Health plans for restaurant workers
Restaurant group, insurer teaming up on initiative
WASHINGTON – More than three years before the new health care law overhauls the nation’s insurance market, the National Restaurant Association and insurance giant UnitedHealth Group are teaming up in a bid to make coverage more accessible to millions of restaurant workers without health benefits.
The initiative, though limited at the outset, marks one of the largest private sector efforts to expand health insurance coverage.
And its architects say it could ultimately help cover the estimated 4 million to 6 million restaurant employees without health benefits, or some 10 percent of the nation’s current population of uninsured.
The association plans to announce today, at its annual convention in Chicago, a website and a menu of insurance plans in Pennsylvania and Colorado and then expand into California, Texas, Florida, Illinois and several other states within a year.
“This is a business issue for the restaurant industry,” said Dawn Sweeney, chief executive of the influential restaurant group, which represents 380,000 employers nationwide. “Because of the narrow profit margins of the restaurant business, it has been an ongoing real challenge for our industry to find affordable (insurance) products they could offer to employees.”
It also is a top concern for state officials such as Pennsylvania Gov. Ed Rendell, a Democrat who is trying to stop the erosion of insurance coverage until the state can create a new insurance exchange in 2014, as outlined in the recently passed health care law.
Pennsylvania, like many states, plans to operate a government-overseen insurance marketplace where small businesses and individuals should be able to shop for insurance coverage that meets basic minimum standards.
For now, the restaurant industry, which employs nearly 13 million people nationally, has among the lowest levels of health coverage, a reflection of the transitory nature of the work force and the prevalence of part-time workers, and the small margins.
The new partnership will initially provide restaurant owners and employees with a web portal to shop for insurance products currently offered by Minnetonka, Minn.-based UnitedHealth, the nation’s largest insurer by revenue.

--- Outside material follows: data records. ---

use crate::backend::{
    AgentCreated, ApiClient, BackendError, CreateAgentRequest, CreateSandboxRequest,
    SandboxCreated, ToolPayload,
};
use crate::config::Settings;
use crate::wizard::{extract_placeholders, flatten_params, AgentDraft, AgentType, Architecture};
use std::collections::BTreeMap;

pub const FALLBACK_AGENT_NAME: &str = "untitled-agent";

/// Seam between the wizard and the backend, so the adapter's ordering and
/// fallback behavior is testable without a network.
pub trait BackendGateway {
    fn create_sandbox(
        &self,
        request: &CreateSandboxRequest,
    ) -> Result<SandboxCreated, BackendError>;
    fn create_agent(&self, request: &CreateAgentRequest) -> Result<AgentCreated, BackendError>;
}

impl BackendGateway for ApiClient {
    fn create_sandbox(
        &self,
        request: &CreateSandboxRequest,
    ) -> Result<SandboxCreated, BackendError> {
        ApiClient::create_sandbox(self, request)
    }

    fn create_agent(&self, request: &CreateAgentRequest) -> Result<AgentCreated, BackendError> {
        ApiClient::create_agent(self, request)
    }
}

/// Where the host view goes after submission.
#[derive(Debug, Clone, Copy, PartialEq, Eq)]
pub enum PostSubmitNavigation {
    Chat,
    WorkflowBuilder,
}

/// Result of one submission. Produced exactly once per call, whether or not
/// the backend cooperated: the wizard degrades instead of dead-ending.
#[derive(Debug, Clone, PartialEq)]
pub struct SubmitOutcome {
    pub draft: AgentDraft,
    pub agent_id: Option<String>,
    pub navigation: PostSubmitNavigation,
    /// Operator-facing notices (toasts) for non-fatal failures, in the
    /// order they occurred.
    pub notices: Vec<String>,
}

impl SubmitOutcome {
    pub fn succeeded(&self) -> bool {
        self.agent_id.is_some()
    }
}

pub(crate) fn tool_payload(tool: &crate::wizard::ToolDefinition) -> ToolPayload {
    let dynamic_variables = if tool.dynamic_substitution {
        extract_placeholders(tool)
    } else {
        Vec::new()
    };
    ToolPayload {
        name: tool.name.clone(),
        description: tool.description.clone(),
        api_url: tool.api_url.clone(),
        api_method: tool.api_method,
        api_headers: flatten_params(&tool.api_headers),
        api_query_params: flatten_params(&tool.api_query_params),
        api_path_params: flatten_params(&tool.api_path_params),
        dynamic_boolean: tool.dynamic_substitution,
        dynamic_variables,
        request_payload: tool.request_payload.clone(),
    }
}

/// Pure draft-to-wire transformation: flattens every tool's parameter lists
/// and fills identity fallbacks. Kept separate from the request dispatch so
/// the wire shape is testable on its own.
pub fn build_create_agent_request(draft: &AgentDraft) -> CreateAgentRequest {
    let name = if draft.name.trim().is_empty() {
        FALLBACK_AGENT_NAME.to_string()
    } else {
        draft.name.trim().to_string()
    };
    CreateAgentRequest {
        name,
        description: draft.description.clone(),
        architecture: draft
            .architecture
            .unwrap_or(Architecture::Mono)
            .as_str()
            .to_string(),
        framework: draft.framework.clone().unwrap_or_default(),
        settings: draft.settings.clone(),
        tools: draft.tools.iter().map(tool_payload).collect(),
    }
}

fn sandbox_request(settings: &Settings, draft: &AgentDraft) -> CreateSandboxRequest {
    let mut metadata = BTreeMap::new();
    if !draft.name.trim().is_empty() {
        metadata.insert("agent_name".to_string(), draft.name.trim().to_string());
    }
    if let Some(agent_type) = draft.agent_type {
        metadata.insert("agent_type".to_string(), agent_type.as_str().to_string());
    }
    CreateSandboxRequest {
        template_id: settings.sandbox_template_id.clone(),
        timeout_seconds: settings.sandbox_timeout_seconds,
        metadata,
    }
}

/// Submits a finished draft. For coding agents a sandbox is provisioned
/// first and must fully resolve before the agent request is built, because
/// the agent body embeds the sandbox id. Both failure modes are non-fatal:
/// sandbox failure drops the sandbox reference, agent-creation failure
/// yields an outcome without a backend id.
pub fn submit_agent(
    gateway: &dyn BackendGateway,
    settings: &Settings,
    mut draft: AgentDraft,
) -> SubmitOutcome {
    let mut notices = Vec::new();

    if draft.agent_type == Some(AgentType::Coding) {
        match gateway.create_sandbox(&sandbox_request(settings, &draft)) {
            Ok(sandbox) => {
                draft.settings.attached_sandbox_id = Some(sandbox.sandbox_id);
            }
            Err(err) => {
                notices.push(format!(
                    "sandbox provisioning failed, continuing without a sandbox: {err}"
                ));
            }
        }
    }

    let request = build_create_agent_request(&draft);
    let agent_id = match gateway.create_agent(&request) {
        Ok(created) => Some(created.agent_id),
        Err(err) => {
            notices.push(format!("agent creation failed: {err}"));
            None
        }
    };

    let navigation = if draft.architecture == Some(Architecture::Multi) {
        PostSubmitNavigation::WorkflowBuilder
    } else {
        PostSubmitNavigation::Chat
    };

    SubmitOutcome {
        draft,
        agent_id,
        navigation,
        notices,
    }
}
use super::{default_global_config_path, ConfigError, Settings};
use std::fs;
use std::path::{Path, PathBuf};

fn create_parent_dir(path: &Path) -> Result<(), ConfigError> {
    if let Some(parent) = path.parent() {
        fs::create_dir_all(parent).map_err(|source| ConfigError::CreateDir {
            path: parent.display().to_string(),
            source,
        })?;
    }
    Ok(())
}

pub fn save_settings(settings: &Settings) -> Result<PathBuf, ConfigError> {
    settings.validate()?;
    let path = default_global_config_path()?;
    create_parent_dir(&path)?;
    let body = serde_yaml::to_string(settings).map_err(|source| ConfigError::Encode {
        path: path.display().to_string(),
        source,
    })?;
    fs::write(&path, body).map_err(|source| ConfigError::Write {
        path: path.display().to_string(),
        source,
    })?;
    Ok(path)
}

The menu of options is to include policies that employers could select if they want to provide their employees with benefits as well as individual plans that restaurant workers could select if their employer does not offer coverage.
UnitedHealth officials said the employer-sponsored plans – including one designed to cover preventive care, routine office visits and catastrophic events, with a gap or “donut hole” in coverage in between – could be available for 10 percent to 20 percent less than traditional HMO and PPO health plans offered to small businesses.
But UnitedHealth chief growth officer Austin Pittman said the company would continue its standard underwriting practices, which could include denying coverage to people with pre-existing medical conditions. That practice will not be banned until 2014.